Innkeeper (herbergier or waard)

The entertainment the 17th century Dutchmen had, was limited. Life was hard and death was everywhere. Most of them had to work hard to earn their daily bread, but there were a few places to relax.

If a nobleman in the Middle Ages spent the night at an inn, he attached his shield to the front-wall and put a guard next to the door in order to scare of the robbers and beggars. Seeing the shield the other travelers knew they were in the company of noble guests and that they could safely close their eyes. The innkeeper asked the knight if he could keep the shield as a souvenir and attached it to his inn permanently. When Count Dirk VI went to Kleef he had a number of spare shields with him, to leave behind at every inn. It is said, that this explains why so many inns had a coat of arms or a lion in their name.

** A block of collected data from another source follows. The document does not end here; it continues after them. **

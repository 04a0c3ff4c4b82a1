// src/errors.rs

//! # Centralized Error Handling
//!
//! Hierarchical, typed errors for the whole core. The taxonomy mirrors the
//! propagation policy: validation errors are rejected locally and never cross
//! a worker boundary as a panic; transient infrastructure errors are
//! retryable and routed through the circuit breaker; terminal failures end in
//! the dead-letter queue; invariant violations get their own loud variants.

use crate::types::{Asset, ChainId, EndpointId, PairKey};
use ethers::types::Address;
use rust_decimal::Decimal;
use thiserror::Error;
use uuid::Uuid;

/// Top-level error type encapsulating all failures within the core.
#[derive(Error, Debug)]
pub enum CoreError {
    #[error("Configuration error: {0}")]
    Config(#[from] ConfigError),
    #[error("Validation error: {0}")]
    Validation(#[from] ValidationError),
    #[error("Detector error: {0}")]
    Detector(#[from] DetectorError),
    #[error("Bridge estimator error: {0}")]
    Bridge(#[from] BridgeError),
    #[error("Nonce manager error: {0}")]
    Nonce(#[from] NonceError),
    #[error("Circuit breaker error: {0}")]
    Circuit(#[from] CircuitError),
    #[error("Dead-letter queue error: {0}")]
    Dlq(#[from] DlqError),
    #[error("Submission error: {0}")]
    Submit(#[from] SubmitError),
    #[error("Channel closed: {0}")]
    Channel(String),
    #[error("System shut down")]
    Shutdown,
}

/// Errors raised while loading or consulting configuration. An unconfigured
/// chain is always an error, never a silent fallback to another chain's
/// tunables.
#[derive(Error, Debug)]
pub enum ConfigError {
    #[error("No configuration for chain {0}; refusing to substitute another chain's defaults")]
    UnknownChain(ChainId),
    #[error("Failed to read config file {path}: {source}")]
    Io {
        path: String,
        #[source]
        source: std::io::Error,
    },
    #[error("Failed to parse config file {path}: {source}")]
    Parse {
        path: String,
        #[source]
        source: serde_json::Error,
    },
    #[error("Invalid value for {field}: {reason}")]
    InvalidValue { field: String, reason: String },
}

/// Input-validation failures. These are rejected at the edge of the
/// component that observed them and never reach profit arithmetic.
#[derive(Error, Debug, Clone, PartialEq)]
pub enum ValidationError {
    #[error("Non-positive price {0} for pair {1}")]
    NonPositivePrice(Decimal, PairKey),
    #[error("Price {0} for pair {1} outside plausible bounds")]
    PriceOutOfRange(Decimal, PairKey),
    #[error("Zero liquidity for pair {0}")]
    ZeroLiquidity(PairKey),
    #[error("Non-finite USD value in swap event for {0}")]
    NonFiniteUsd(Asset),
    #[error("Amount out of range: {0}")]
    AmountOutOfRange(String),
    #[error("Latency observation {observed_ms}ms outside plausible bound {max_ms}ms")]
    LatencyOutOfBounds { observed_ms: u64, max_ms: u64 },
    #[error("Feedback rate limit exceeded for caller {caller}")]
    FeedbackRateLimited { caller: String },
}

/// Errors from the opportunity detector. A failing pair evaluation is
/// isolated to that pair; unrelated pairs keep flowing.
#[derive(Error, Debug)]
pub enum DetectorError {
    #[error("Pair evaluation failed: {0}")]
    PairEvaluation(String),
    #[error("Unit conversion overflow: {0}")]
    UnitConversion(String),
    #[error("Publisher failed: {0}")]
    Publish(String),
}

/// Errors from the bridge cost estimator. Unknown chains and routes fail
/// closed; there is no default fee model to fall back to.
#[derive(Error, Debug)]
pub enum BridgeError {
    #[error("Unsupported bridge route {src} -> {dst}")]
    UnsupportedRoute { src: ChainId, dst: ChainId },
    #[error("Chain {0} is not configured for bridging")]
    UnsupportedChain(ChainId),
    #[error("Native price source unavailable: {0}")]
    PriceSourceUnavailable(String),
    #[error("Implausible native price for chain {chain}: observed {observed}, last sane {last}")]
    ImplausiblePrice { chain: ChainId, observed: f64, last: f64 },
    #[error("Bridge cost fetch timed out after {0}ms")]
    Timeout(u64),
}

/// Errors from the nonce allocation manager. `Exhausted` is a hard
/// backpressure signal; `LeaseStateViolation` is an invariant violation that
/// must surface loudly.
#[derive(Error, Debug, Clone, PartialEq)]
pub enum NonceError {
    #[error("Nonce pool exhausted for {address:?} on chain {chain}: {pending} pending (max {max_pending})")]
    Exhausted { chain: ChainId, address: Address, pending: usize, max_pending: usize },
    #[error("Lease state violation for nonce {nonce} ({address:?}, chain {chain}): {detail}")]
    LeaseStateViolation { chain: ChainId, address: Address, nonce: u64, detail: String },
    #[error("Failed to fetch on-chain nonce for {address:?} on chain {chain}: {reason}")]
    SyncFailed { chain: ChainId, address: Address, reason: String },
}

/// Errors from the circuit breaker registry. Neither variant is routed to
/// the protected endpoint.
#[derive(Error, Debug, Clone, PartialEq)]
pub enum CircuitError {
    #[error("Circuit open for {endpoint}; retry after ~{retry_after_ms}ms")]
    Open { endpoint: EndpointId, retry_after_ms: u64 },
    #[error("Half-open probe already in flight for {endpoint}")]
    ProbeInFlight { endpoint: EndpointId },
}

/// Errors from the dead-letter queue and its stores.
#[derive(Error, Debug)]
pub enum DlqError {
    #[error("DLQ storage error: {0}")]
    Storage(String),
    #[error("No DLQ entry for operation {0}")]
    NotFound(Uuid),
    #[error("DLQ payload serialization failed: {0}")]
    Serialization(#[from] serde_json::Error),
}

impl From<tokio_postgres::Error> for DlqError {
    fn from(e: tokio_postgres::Error) -> Self {
        DlqError::Storage(e.to_string())
    }
}

impl From<deadpool_postgres::PoolError> for DlqError {
    fn from(e: deadpool_postgres::PoolError) -> Self {
        DlqError::Storage(e.to_string())
    }
}

/// Errors from the execution submitter pipeline.
#[derive(Error, Debug)]
pub enum SubmitError {
    #[error("Opportunity {0} expired before submission")]
    Expired(Uuid),
    #[error("Execution client rejected submission: {0}")]
    Rejected(String),
    #[error("Submission timed out after {0}ms")]
    Timeout(u64),
    #[error("Execution client transport error: {0}")]
    Transport(String),
    #[error("Retries exhausted for opportunity {id} after {attempts} attempts: {last_error}")]
    RetriesExhausted { id: Uuid, attempts: u32, last_error: String },
    #[error("Nonce error: {0}")]
    Nonce(#[from] NonceError),
    #[error("Circuit error: {0}")]
    Circuit(#[from] CircuitError),
    #[error("DLQ error: {0}")]
    Dlq(#[from] DlqError),
}

impl SubmitError {
    /// Transient failures worth retrying with backoff. Rejections and lease
    /// misuse are terminal.
    pub fn is_retryable(&self) -> bool {
        matches!(
            self,
            SubmitError::Timeout(_)
                | SubmitError::Transport(_)
                | SubmitError::Circuit(_)
                | SubmitError::Nonce(NonceError::Exhausted { .. })
        )
    }
}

The inn was the place where the 17th century countryman spent his time for leisure and pleasure. One could drink there, or smoke, sing, talk and most of all gamble. The men played cards or chess, and always for money. Very popular was a particular dice-game, which resembles the American game craps. The inn was also the perfect place to do business, although the church called it evil-, silly- or fool’s trade; some deals were made with too much alcohol as bad counseller. The frequency of this kind of deals was so high, that in Holland a law was issued, that every transaction made in an inn or bar could be cancelled within 24 hours.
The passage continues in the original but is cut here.